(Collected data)
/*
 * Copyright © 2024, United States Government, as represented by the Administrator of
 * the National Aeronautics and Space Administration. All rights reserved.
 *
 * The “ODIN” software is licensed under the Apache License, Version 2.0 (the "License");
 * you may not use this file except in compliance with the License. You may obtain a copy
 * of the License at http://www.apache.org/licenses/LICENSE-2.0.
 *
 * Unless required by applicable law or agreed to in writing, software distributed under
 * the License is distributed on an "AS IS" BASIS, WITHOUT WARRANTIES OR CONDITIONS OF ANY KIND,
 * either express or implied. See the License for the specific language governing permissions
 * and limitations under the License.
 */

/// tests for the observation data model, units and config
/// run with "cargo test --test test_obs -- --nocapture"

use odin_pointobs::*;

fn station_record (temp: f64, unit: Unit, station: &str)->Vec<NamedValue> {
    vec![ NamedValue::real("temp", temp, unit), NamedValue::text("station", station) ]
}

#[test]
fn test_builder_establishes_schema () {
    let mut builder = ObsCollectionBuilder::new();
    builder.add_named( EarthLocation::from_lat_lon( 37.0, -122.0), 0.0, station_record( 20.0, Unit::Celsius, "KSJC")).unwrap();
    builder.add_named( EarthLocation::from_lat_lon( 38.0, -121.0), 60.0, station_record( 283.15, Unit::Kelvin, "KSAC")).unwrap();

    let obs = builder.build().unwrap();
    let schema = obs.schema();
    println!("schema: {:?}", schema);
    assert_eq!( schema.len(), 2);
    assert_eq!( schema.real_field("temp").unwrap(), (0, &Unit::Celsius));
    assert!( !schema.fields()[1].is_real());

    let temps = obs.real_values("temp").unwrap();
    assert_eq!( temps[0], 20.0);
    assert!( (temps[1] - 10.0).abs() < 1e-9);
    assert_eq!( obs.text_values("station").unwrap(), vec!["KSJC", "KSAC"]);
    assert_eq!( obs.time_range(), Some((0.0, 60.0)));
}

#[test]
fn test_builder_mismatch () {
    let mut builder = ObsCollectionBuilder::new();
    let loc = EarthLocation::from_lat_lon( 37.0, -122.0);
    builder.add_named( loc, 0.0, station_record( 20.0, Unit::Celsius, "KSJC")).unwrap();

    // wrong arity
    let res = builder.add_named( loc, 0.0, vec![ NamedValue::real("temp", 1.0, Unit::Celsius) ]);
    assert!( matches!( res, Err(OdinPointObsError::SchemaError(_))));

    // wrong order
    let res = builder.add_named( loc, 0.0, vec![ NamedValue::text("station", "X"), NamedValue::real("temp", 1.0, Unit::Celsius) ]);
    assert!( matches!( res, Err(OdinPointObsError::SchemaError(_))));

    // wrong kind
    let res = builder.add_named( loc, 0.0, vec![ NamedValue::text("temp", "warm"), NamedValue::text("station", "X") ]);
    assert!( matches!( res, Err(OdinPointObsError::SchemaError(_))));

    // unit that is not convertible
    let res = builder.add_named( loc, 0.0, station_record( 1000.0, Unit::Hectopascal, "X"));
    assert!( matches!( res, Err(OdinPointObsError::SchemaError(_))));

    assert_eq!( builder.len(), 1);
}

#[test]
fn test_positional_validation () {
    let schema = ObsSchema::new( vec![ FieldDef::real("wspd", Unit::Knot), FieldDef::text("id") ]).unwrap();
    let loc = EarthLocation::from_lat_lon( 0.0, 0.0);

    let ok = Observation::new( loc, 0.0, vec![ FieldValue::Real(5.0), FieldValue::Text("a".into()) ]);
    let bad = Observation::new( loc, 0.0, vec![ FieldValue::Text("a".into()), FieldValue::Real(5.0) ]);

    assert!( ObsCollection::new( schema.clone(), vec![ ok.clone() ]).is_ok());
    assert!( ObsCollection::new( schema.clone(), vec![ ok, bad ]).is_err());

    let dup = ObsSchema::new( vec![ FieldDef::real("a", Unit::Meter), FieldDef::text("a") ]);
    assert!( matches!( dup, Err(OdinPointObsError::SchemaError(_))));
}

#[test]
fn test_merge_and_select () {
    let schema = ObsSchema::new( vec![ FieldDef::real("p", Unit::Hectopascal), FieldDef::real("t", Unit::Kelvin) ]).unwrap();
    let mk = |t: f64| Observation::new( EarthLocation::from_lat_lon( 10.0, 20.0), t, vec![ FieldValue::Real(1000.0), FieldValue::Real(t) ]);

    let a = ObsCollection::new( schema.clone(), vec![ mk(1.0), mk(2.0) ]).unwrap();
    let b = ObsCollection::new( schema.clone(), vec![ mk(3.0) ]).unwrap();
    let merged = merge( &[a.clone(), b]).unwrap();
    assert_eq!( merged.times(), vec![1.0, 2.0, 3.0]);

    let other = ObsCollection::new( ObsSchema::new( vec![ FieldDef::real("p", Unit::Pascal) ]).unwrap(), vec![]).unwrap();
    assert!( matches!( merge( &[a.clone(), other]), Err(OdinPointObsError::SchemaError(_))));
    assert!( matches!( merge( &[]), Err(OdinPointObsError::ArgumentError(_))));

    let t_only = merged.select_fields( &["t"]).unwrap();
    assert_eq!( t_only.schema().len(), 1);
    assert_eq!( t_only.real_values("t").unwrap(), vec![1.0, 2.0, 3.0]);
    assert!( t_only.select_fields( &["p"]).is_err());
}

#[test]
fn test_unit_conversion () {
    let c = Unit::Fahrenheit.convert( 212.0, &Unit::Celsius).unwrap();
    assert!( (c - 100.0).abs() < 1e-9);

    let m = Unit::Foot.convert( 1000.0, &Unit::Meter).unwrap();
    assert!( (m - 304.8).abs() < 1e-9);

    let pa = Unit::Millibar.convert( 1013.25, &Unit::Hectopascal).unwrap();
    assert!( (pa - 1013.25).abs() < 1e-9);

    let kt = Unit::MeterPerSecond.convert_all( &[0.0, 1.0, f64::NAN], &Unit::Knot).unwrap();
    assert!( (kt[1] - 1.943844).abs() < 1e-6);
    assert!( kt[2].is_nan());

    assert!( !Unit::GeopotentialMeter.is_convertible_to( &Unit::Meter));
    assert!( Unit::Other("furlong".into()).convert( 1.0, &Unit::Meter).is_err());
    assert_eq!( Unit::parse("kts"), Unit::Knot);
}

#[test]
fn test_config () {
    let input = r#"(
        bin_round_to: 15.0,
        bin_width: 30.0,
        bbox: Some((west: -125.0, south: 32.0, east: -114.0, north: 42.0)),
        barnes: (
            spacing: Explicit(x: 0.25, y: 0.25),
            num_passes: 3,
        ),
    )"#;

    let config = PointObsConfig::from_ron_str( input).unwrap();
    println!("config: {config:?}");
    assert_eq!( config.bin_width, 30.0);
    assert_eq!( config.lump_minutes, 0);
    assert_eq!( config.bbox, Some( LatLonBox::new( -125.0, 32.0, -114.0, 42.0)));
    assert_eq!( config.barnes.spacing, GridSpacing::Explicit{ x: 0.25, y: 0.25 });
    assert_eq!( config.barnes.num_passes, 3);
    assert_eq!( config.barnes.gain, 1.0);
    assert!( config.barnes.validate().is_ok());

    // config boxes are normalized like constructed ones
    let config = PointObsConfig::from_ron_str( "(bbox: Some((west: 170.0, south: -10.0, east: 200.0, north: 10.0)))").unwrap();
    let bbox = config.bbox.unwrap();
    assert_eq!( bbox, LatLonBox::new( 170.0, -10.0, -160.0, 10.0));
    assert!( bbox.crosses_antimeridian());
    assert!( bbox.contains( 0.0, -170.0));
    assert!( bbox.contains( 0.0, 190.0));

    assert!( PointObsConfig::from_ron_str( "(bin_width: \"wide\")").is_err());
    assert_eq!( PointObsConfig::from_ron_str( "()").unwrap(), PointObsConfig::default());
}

==

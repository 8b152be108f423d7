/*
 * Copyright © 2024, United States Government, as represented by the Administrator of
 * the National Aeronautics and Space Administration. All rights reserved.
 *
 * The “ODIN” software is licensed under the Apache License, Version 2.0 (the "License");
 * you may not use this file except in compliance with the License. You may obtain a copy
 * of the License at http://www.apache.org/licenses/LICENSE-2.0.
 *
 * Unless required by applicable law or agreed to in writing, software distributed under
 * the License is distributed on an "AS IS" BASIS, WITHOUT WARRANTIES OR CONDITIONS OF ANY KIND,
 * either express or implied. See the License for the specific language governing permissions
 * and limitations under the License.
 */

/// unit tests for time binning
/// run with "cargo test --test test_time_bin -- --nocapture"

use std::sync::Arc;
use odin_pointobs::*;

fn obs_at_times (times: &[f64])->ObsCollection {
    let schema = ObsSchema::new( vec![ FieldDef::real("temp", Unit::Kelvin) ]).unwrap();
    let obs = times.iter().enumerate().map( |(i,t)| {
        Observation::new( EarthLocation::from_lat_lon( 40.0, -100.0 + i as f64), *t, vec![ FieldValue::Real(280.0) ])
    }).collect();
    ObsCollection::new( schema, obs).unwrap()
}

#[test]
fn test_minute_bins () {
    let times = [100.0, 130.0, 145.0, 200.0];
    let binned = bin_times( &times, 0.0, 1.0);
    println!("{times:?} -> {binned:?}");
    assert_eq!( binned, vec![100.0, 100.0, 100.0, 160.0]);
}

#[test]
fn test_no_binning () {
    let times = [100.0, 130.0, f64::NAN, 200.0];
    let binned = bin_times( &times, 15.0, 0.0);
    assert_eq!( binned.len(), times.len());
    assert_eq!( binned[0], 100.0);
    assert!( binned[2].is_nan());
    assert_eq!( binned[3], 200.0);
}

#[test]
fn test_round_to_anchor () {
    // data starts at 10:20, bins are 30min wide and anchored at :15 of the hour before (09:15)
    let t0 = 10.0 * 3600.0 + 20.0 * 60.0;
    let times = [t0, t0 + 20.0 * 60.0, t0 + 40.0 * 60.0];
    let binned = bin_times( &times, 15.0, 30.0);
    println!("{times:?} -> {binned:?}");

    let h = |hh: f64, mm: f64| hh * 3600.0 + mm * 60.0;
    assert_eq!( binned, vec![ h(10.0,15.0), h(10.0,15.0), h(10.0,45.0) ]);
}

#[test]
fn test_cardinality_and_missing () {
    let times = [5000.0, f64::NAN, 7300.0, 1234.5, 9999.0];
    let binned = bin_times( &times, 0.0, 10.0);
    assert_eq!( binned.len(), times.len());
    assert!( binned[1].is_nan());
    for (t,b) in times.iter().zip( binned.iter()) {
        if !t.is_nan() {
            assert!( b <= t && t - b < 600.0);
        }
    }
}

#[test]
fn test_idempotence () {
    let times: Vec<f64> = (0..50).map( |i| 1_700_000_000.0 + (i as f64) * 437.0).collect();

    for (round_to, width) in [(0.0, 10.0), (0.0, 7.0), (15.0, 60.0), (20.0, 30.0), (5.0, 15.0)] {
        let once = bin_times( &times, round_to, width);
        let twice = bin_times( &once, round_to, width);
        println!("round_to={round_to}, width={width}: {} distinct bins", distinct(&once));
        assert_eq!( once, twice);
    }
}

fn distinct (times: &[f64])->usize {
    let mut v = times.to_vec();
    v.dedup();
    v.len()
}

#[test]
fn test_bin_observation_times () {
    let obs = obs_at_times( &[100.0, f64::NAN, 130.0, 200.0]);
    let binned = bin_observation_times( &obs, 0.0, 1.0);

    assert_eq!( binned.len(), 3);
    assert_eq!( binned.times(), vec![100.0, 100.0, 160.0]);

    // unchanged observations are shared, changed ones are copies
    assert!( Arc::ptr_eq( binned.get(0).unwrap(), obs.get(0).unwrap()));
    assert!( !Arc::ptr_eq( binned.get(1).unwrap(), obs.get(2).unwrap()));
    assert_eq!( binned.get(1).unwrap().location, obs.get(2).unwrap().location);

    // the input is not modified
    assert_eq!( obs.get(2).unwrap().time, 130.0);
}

* * *

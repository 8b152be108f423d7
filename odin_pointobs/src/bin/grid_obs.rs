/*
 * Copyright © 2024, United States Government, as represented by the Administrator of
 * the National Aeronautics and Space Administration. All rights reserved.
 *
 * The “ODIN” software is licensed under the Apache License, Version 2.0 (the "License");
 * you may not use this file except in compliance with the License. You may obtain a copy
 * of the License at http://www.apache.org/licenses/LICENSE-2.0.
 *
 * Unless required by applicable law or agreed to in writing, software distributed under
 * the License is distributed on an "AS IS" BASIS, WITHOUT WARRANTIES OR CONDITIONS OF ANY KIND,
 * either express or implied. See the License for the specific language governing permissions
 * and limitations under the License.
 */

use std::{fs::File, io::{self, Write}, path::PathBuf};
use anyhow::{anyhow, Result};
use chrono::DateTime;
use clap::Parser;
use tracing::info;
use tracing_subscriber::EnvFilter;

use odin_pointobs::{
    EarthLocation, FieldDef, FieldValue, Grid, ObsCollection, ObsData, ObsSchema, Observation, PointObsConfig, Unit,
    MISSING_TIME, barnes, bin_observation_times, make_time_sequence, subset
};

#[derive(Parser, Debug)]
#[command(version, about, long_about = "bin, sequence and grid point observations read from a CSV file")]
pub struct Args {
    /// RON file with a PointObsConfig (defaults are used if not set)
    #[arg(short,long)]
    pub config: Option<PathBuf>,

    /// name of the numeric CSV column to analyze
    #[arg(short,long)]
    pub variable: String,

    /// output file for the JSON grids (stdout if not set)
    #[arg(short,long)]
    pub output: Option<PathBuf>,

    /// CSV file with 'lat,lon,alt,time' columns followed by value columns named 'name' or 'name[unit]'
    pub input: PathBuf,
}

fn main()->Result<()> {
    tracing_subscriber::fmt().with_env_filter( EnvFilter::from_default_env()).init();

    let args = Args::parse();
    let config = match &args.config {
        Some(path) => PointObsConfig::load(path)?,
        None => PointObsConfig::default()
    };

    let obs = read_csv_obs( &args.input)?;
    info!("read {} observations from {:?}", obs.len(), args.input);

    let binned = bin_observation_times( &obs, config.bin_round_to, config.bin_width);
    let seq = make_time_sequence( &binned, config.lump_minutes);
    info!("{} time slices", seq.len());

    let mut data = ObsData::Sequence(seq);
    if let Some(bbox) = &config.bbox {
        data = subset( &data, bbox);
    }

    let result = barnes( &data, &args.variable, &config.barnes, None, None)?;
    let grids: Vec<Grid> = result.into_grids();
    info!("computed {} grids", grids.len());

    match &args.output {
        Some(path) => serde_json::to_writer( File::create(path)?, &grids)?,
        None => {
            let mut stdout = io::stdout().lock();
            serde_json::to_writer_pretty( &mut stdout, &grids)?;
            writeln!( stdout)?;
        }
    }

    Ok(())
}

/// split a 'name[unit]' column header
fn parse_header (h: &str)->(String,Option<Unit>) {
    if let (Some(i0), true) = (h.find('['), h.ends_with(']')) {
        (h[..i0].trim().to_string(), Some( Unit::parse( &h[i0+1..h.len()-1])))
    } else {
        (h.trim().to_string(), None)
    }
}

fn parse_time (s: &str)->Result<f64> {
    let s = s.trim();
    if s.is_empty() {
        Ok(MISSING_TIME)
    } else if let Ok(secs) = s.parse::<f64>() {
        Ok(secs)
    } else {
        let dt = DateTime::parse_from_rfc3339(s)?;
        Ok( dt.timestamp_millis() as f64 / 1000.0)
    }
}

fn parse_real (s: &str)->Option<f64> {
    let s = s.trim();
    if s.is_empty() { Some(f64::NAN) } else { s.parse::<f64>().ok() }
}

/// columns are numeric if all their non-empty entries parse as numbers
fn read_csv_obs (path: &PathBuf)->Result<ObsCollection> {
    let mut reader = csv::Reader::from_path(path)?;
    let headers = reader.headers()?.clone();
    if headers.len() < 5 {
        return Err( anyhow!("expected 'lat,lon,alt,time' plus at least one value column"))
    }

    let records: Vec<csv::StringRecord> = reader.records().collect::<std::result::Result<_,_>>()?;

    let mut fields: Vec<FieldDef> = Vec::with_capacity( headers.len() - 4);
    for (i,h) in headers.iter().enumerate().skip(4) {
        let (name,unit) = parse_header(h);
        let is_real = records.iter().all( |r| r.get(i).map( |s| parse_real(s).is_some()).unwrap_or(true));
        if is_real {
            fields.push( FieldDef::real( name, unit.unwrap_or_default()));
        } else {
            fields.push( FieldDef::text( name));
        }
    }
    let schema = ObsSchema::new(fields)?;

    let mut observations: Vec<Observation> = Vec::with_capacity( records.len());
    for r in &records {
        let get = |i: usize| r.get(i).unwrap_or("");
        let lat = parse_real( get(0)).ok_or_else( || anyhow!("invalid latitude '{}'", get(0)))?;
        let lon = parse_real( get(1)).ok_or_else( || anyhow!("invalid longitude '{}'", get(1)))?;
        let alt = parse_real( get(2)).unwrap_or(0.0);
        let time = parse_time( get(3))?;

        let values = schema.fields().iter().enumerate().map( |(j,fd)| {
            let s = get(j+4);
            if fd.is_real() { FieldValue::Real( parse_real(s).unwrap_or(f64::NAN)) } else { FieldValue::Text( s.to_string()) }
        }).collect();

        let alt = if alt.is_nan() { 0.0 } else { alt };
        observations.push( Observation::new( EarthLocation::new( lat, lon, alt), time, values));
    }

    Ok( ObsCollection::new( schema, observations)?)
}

▶ WORK INSTRUCTIONS
All lines of the entries containing the string "NamedValue" must be shown in full.

▶ TASK RESULT
fn station_record (temp: f64, unit: Unit, station: &str)->Vec<NamedValue> {
    vec![ NamedValue::real("temp", temp, unit), NamedValue::text("station", station) ]
    let res = builder.add_named( loc, 0.0, vec![ NamedValue::real("temp", 1.0, Unit::Celsius) ]);
    let res = builder.add_named( loc, 0.0, vec![ NamedValue::text("station", "X"), NamedValue::real("temp", 1.0, Unit::Celsius) ]);
    let res = builder.add_named( loc, 0.0, vec![ NamedValue::text("temp", "warm"), NamedValue::text("station", "X") ]);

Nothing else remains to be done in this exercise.